### What this task involves
Across the material below, how many lines contain the word "crate"? Give only the number.

### The records
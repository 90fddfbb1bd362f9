//! Logging macros
//!
//! With the `defmt` feature these are the `defmt` macros. Without it they
//! expand to an expression that only borrows the arguments, so host tests
//! build without a defmt logger and the macros still work in match arms.

#![allow(unused_macros, unused_imports)]

#[cfg(feature = "defmt")]
pub(crate) use defmt::{debug, error, info, trace, warn};

#[cfg(not(feature = "defmt"))]
macro_rules! trace_noop {
    ($s:literal $(, $x:expr)* $(,)?) => {{
        let _ = ($( & $x ),*);
    }};
}

#[cfg(not(feature = "defmt"))]
macro_rules! debug_noop {
    ($s:literal $(, $x:expr)* $(,)?) => {{
        let _ = ($( & $x ),*);
    }};
}

#[cfg(not(feature = "defmt"))]
macro_rules! info_noop {
    ($s:literal $(, $x:expr)* $(,)?) => {{
        let _ = ($( & $x ),*);
    }};
}

#[cfg(not(feature = "defmt"))]
macro_rules! warn_noop {
    ($s:literal $(, $x:expr)* $(,)?) => {{
        let _ = ($( & $x ),*);
    }};
}

#[cfg(not(feature = "defmt"))]
macro_rules! error_noop {
    ($s:literal $(, $x:expr)* $(,)?) => {{
        let _ = ($( & $x ),*);
    }};
}

#[cfg(not(feature = "defmt"))]
pub(crate) use debug_noop as debug;
#[cfg(not(feature = "defmt"))]
pub(crate) use error_noop as error;
#[cfg(not(feature = "defmt"))]
pub(crate) use info_noop as info;
#[cfg(not(feature = "defmt"))]
pub(crate) use trace_noop as trace;
#[cfg(not(feature = "defmt"))]
pub(crate) use warn_noop as warn;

### Solved problem
6